* _Raw data_:
━━━━━━
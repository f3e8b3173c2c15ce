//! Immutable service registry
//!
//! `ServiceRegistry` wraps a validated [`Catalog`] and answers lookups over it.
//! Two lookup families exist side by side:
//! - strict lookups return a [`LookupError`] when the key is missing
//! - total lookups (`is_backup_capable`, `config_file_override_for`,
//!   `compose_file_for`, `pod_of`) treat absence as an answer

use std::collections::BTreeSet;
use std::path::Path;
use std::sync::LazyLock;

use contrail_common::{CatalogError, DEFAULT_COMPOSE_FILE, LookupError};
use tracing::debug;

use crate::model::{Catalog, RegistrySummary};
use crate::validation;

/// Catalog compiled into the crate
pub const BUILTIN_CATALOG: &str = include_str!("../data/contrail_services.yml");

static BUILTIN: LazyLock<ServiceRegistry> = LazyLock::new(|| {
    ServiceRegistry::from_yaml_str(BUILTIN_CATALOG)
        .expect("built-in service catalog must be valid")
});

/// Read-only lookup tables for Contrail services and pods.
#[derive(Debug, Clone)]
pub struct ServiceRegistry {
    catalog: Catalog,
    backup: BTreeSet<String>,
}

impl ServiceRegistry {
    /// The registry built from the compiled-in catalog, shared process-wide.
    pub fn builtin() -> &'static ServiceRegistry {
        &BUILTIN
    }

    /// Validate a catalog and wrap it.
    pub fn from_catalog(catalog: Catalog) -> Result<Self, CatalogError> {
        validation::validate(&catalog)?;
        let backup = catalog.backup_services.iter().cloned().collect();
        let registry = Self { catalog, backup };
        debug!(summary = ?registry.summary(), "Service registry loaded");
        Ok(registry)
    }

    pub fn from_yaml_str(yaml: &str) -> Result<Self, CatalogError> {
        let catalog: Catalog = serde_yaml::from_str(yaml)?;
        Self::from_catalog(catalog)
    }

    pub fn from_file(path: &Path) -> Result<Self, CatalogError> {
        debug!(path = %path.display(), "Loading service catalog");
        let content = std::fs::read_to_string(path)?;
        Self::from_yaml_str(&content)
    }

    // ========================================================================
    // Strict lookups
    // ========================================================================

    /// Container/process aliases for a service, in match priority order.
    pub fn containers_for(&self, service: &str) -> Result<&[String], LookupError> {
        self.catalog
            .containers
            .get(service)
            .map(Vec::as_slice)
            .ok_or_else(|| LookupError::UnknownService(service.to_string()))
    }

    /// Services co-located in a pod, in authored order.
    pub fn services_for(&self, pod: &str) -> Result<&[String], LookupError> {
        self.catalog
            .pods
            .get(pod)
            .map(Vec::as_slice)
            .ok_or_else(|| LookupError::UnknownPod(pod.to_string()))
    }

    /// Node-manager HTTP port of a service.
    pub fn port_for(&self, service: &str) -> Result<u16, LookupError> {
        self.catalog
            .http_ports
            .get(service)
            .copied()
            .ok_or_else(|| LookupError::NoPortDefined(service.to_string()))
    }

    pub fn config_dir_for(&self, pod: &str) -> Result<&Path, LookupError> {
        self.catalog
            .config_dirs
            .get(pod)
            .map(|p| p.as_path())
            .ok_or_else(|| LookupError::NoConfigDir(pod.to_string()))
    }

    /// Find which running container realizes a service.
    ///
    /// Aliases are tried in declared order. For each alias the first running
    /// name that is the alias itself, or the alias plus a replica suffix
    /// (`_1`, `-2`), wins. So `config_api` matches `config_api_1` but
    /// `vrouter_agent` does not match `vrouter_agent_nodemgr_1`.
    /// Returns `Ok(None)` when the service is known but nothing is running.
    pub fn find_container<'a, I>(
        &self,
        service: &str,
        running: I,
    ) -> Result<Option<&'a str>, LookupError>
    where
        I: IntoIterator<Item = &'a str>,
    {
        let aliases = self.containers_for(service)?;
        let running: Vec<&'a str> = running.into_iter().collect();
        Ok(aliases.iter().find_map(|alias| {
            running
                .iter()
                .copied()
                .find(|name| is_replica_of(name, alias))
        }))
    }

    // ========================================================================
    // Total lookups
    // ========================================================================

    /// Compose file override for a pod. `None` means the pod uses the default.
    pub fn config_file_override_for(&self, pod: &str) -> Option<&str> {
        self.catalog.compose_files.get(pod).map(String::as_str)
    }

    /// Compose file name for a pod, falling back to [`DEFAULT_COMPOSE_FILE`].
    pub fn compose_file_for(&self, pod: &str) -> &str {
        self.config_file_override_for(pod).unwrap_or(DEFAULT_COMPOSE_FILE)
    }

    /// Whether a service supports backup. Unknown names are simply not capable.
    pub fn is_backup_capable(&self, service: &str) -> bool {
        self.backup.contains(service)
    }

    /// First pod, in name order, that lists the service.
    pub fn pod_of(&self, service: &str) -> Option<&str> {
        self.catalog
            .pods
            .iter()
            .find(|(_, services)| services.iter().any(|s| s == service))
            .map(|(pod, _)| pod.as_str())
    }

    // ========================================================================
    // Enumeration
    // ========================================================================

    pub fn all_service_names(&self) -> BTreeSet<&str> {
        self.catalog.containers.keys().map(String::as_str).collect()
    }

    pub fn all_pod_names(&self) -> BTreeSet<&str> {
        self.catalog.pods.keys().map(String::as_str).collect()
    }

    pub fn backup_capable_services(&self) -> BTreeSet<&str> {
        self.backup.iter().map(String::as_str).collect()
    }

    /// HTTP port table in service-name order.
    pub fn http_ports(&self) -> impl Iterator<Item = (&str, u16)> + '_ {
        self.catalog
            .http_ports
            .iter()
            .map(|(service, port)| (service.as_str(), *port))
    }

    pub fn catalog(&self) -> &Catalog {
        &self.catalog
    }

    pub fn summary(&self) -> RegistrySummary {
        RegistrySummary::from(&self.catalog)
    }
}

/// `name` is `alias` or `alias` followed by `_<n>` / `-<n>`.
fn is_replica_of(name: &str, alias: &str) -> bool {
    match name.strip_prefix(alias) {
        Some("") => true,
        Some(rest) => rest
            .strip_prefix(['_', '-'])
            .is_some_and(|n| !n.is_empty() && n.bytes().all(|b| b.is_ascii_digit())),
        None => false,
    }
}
━━━━━━
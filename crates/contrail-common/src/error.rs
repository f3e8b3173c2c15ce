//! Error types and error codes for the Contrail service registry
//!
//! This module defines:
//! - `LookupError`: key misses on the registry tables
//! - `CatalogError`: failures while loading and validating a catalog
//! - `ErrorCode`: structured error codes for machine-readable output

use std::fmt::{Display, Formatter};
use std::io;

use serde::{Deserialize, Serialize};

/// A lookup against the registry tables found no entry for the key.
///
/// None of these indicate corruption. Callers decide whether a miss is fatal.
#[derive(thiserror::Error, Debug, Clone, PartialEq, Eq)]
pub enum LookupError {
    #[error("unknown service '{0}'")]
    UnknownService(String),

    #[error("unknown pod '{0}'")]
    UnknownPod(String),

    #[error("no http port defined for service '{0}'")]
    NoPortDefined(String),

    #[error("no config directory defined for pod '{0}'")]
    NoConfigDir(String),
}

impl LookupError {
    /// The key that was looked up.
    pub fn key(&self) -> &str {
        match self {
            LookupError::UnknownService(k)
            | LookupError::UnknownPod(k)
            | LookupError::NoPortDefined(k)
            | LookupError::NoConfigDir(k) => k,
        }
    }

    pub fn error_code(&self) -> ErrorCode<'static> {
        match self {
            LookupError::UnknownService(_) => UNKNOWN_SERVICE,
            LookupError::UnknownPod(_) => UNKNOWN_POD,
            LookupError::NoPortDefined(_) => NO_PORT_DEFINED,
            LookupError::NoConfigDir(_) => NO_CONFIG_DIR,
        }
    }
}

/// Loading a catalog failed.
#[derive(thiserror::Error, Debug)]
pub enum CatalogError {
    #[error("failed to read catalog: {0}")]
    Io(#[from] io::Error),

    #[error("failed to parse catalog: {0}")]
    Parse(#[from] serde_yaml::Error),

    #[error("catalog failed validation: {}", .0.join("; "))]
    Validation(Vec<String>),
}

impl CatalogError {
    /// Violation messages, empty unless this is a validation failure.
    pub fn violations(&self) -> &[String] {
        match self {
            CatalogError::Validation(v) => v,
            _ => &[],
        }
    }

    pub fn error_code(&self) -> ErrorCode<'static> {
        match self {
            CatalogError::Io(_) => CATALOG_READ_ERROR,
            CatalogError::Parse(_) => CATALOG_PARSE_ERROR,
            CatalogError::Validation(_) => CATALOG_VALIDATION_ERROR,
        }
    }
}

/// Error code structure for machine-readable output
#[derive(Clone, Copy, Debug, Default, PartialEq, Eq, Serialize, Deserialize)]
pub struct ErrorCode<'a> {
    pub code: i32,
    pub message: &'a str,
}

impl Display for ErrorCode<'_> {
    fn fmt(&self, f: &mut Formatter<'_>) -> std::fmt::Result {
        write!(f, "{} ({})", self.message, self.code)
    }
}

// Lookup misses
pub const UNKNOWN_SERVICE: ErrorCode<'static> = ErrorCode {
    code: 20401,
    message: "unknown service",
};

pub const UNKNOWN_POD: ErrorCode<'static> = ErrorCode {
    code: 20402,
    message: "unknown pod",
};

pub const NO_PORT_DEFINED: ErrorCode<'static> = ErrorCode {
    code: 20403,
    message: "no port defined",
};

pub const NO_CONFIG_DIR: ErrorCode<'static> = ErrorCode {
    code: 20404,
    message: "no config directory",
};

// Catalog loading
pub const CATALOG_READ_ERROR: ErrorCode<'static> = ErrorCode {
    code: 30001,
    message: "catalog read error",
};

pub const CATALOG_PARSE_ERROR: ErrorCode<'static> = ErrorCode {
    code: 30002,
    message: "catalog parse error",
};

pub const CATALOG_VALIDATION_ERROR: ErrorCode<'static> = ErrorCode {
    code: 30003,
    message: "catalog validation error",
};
━━━━━━
* _Exercise instructions_: Read the data above and count the lines that include "UnknownPod". Answer only with the count.

* _Answer to the exercise_: 4